[Opening Input data section]

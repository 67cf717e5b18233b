use ethers::abi::AbiDecode;
use ethers::types::Transaction;

use crate::abi::ProcessRollupCall;
use crate::error::ChainError;
use aggregator_types::Block;

/// Header layout of the rollup proof's public inputs, as produced by the
/// circuit: `rollupId, rollupSize, dataStartIndex, numDataEntries` as
/// big-endian u32s, followed by `numDataEntries` 64-byte data entries and
/// then `numDataEntries` 16-byte (low-128-bit) nullifiers.
const HEADER_LEN: usize = 16;

/// Decodes a confirmed `processRollup` transaction into a `Block`, reading
/// the rollup's public-input header and entry lists out of the proof data
/// the way the on-chain verifier itself does.
pub fn decode_block(tx: &Transaction, block_num: u64, created: u64) -> Result<Block, ChainError> {
    let call =
        ProcessRollupCall::decode(tx.input.as_ref()).map_err(|_| ChainError::MalformedCalldata)?;

    let proof_data = call.proof_data.to_vec();
    if proof_data.len() < HEADER_LEN {
        return Err(ChainError::MalformedCalldata);
    }
    let rollup_id = u32::from_be_bytes(proof_data[0..4].try_into().unwrap()) as u64;
    let rollup_size = u32::from_be_bytes(proof_data[4..8].try_into().unwrap()) as usize;
    let data_start_index = u32::from_be_bytes(proof_data[8..12].try_into().unwrap()) as u64;
    let num_data_entries = u32::from_be_bytes(proof_data[12..16].try_into().unwrap()) as u64;

    let entries_len = num_data_entries as usize * 64;
    let entries_end = HEADER_LEN + entries_len;
    let nullifiers_end = entries_end + num_data_entries as usize * 16;
    if proof_data.len() < nullifiers_end {
        return Err(ChainError::MalformedCalldata);
    }

    let mut data_entries = Vec::with_capacity(num_data_entries as usize);
    for chunk in proof_data[HEADER_LEN..entries_end].chunks_exact(64) {
        let mut leaf = [0u8; 64];
        leaf.copy_from_slice(chunk);
        data_entries.push(leaf);
    }

    let mut nullifiers = Vec::with_capacity(num_data_entries as usize);
    for chunk in proof_data[entries_end..nullifiers_end].chunks_exact(16) {
        nullifiers.push(u128::from_be_bytes(chunk.try_into().unwrap()));
    }

    Ok(Block {
        block_num,
        created,
        tx_hash: tx.hash.0,
        rollup_proof_data: proof_data,
        viewing_keys_data: call.viewing_keys.to_vec(),
        rollup_id,
        rollup_size,
        data_start_index,
        num_data_entries,
        data_entries,
        nullifiers,
    })
}

/// Encodes a rollup proof's public-input header and entry lists, matching
/// the layout `decode_block` reads. Used by test fakes that stand in for
/// the circuit prover.
pub fn encode_header(
    rollup_id: u64,
    rollup_size: usize,
    data_start_index: u64,
    data_entries: &[[u8; 64]],
    nullifiers: &[u128],
) -> Vec<u8> {
    let mut out = Vec::with_capacity(HEADER_LEN + data_entries.len() * 64 + nullifiers.len() * 16);
    out.extend_from_slice(&(rollup_id as u32).to_be_bytes());
    out.extend_from_slice(&(rollup_size as u32).to_be_bytes());
    out.extend_from_slice(&(data_start_index as u32).to_be_bytes());
    out.extend_from_slice(&(data_entries.len() as u32).to_be_bytes());
    for entry in data_entries {
        out.extend_from_slice(entry);
    }
    for nullifier in nullifiers {
        out.extend_from_slice(&nullifier.to_be_bytes());
    }
    out
}

#[cfg(test)]
mod tests {
    use super::*;

    #[test]
    fn header_round_trips_through_manual_parse() {
        let entries = vec![[1u8; 64], [2u8; 64]];
        let nullifiers = vec![10u128, 20u128];
        let encoded = encode_header(7, 4, 100, &entries, &nullifiers);
        assert_eq!(u32::from_be_bytes(encoded[0..4].try_into().unwrap()), 7);
        assert_eq!(u32::from_be_bytes(encoded[4..8].try_into().unwrap()), 4);
        assert_eq!(u32::from_be_bytes(encoded[8..12].try_into().unwrap()), 100);
        assert_eq!(u32::from_be_bytes(encoded[12..16].try_into().unwrap()), 2);
    }
}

[Closing Input data section]

Problem requirements :: Please transcribe the entire listing exactly as given.

Response to the exercise ::
repository 67cf717e5b18233b
use ethers::abi::AbiDecode;
use ethers::types::Transaction;

use crate::abi::ProcessRollupCall;
use crate::error::ChainError;
use aggregator_types::Block;

/// Header layout of the rollup proof's public inputs, as produced by the
/// circuit: `rollupId, rollupSize, dataStartIndex, numDataEntries` as
/// big-endian u32s, followed by `numDataEntries` 64-byte data entries and
/// then `numDataEntries` 16-byte (low-128-bit) nullifiers.
const HEADER_LEN: usize = 16;

/// Decodes a confirmed `processRollup` transaction into a `Block`, reading
/// the rollup's public-input header and entry lists out of the proof data
/// the way the on-chain verifier itself does.
pub fn decode_block(tx: &Transaction, block_num: u64, created: u64) -> Result<Block, ChainError> {
    let call =
        ProcessRollupCall::decode(tx.input.as_ref()).map_err(|_| ChainError::MalformedCalldata)?;

    let proof_data = call.proof_data.to_vec();
    if proof_data.len() < HEADER_LEN {
        return Err(ChainError::MalformedCalldata);
    }
    let rollup_id = u32::from_be_bytes(proof_data[0..4].try_into().unwrap()) as u64;
    let rollup_size = u32::from_be_bytes(proof_data[4..8].try_into().unwrap()) as usize;
    let data_start_index = u32::from_be_bytes(proof_data[8..12].try_into().unwrap()) as u64;
    let num_data_entries = u32::from_be_bytes(proof_data[12..16].try_into().unwrap()) as u64;

    let entries_len = num_data_entries as usize * 64;
    let entries_end = HEADER_LEN + entries_len;
    let nullifiers_end = entries_end + num_data_entries as usize * 16;
    if proof_data.len() < nullifiers_end {
        return Err(ChainError::MalformedCalldata);
    }

    let mut data_entries = Vec::with_capacity(num_data_entries as usize);
    for chunk in proof_data[HEADER_LEN..entries_end].chunks_exact(64) {
        let mut leaf = [0u8; 64];
        leaf.copy_from_slice(chunk);
        data_entries.push(leaf);
    }

    let mut nullifiers = Vec::with_capacity(num_data_entries as usize);
    for chunk in proof_data[entries_end..nullifiers_end].chunks_exact(16) {
        nullifiers.push(u128::from_be_bytes(chunk.try_into().unwrap()));
    }

    Ok(Block {
        block_num,
        created,
        tx_hash: tx.hash.0,
        rollup_proof_data: proof_data,
        viewing_keys_data: call.viewing_keys.to_vec(),
        rollup_id,
        rollup_size,
        data_start_index,
        num_data_entries,
        data_entries,
        nullifiers,
    })
}

/// Encodes a rollup proof's public-input header and entry lists, matching
/// the layout `decode_block` reads. Used by test fakes that stand in for
/// the circuit prover.
pub fn encode_header(
    rollup_id: u64,
    rollup_size: usize,
    data_start_index: u64,
    data_entries: &[[u8; 64]],
    nullifiers: &[u128],
) -> Vec<u8> {
    let mut out = Vec::with_capacity(HEADER_LEN + data_entries.len() * 64 + nullifiers.len() * 16);
    out.extend_from_slice(&(rollup_id as u32).to_be_bytes());
    out.extend_from_slice(&(rollup_size as u32).to_be_bytes());
    out.extend_from_slice(&(data_start_index as u32).to_be_bytes());
    out.extend_from_slice(&(data_entries.len() as u32).to_be_bytes());
    for entry in data_entries {
        out.extend_from_slice(entry);
    }
    for nullifier in nullifiers {
        out.extend_from_slice(&nullifier.to_be_bytes());
    }
    out
}

#[cfg(test)]
mod tests {
    use super::*;

    #[test]
    fn header_round_trips_through_manual_parse() {
        let entries = vec![[1u8; 64], [2u8; 64]];
        let nullifiers = vec![10u128, 20u128];
        let encoded = encode_header(7, 4, 100, &entries, &nullifiers);
        assert_eq!(u32::from_be_bytes(encoded[0..4].try_into().unwrap()), 7);
        assert_eq!(u32::from_be_bytes(encoded[4..8].try_into().unwrap()), 4);
        assert_eq!(u32::from_be_bytes(encoded[8..12].try_into().unwrap()), 100);
        assert_eq!(u32::from_be_bytes(encoded[12..16].try_into().unwrap()), 2);
    }
}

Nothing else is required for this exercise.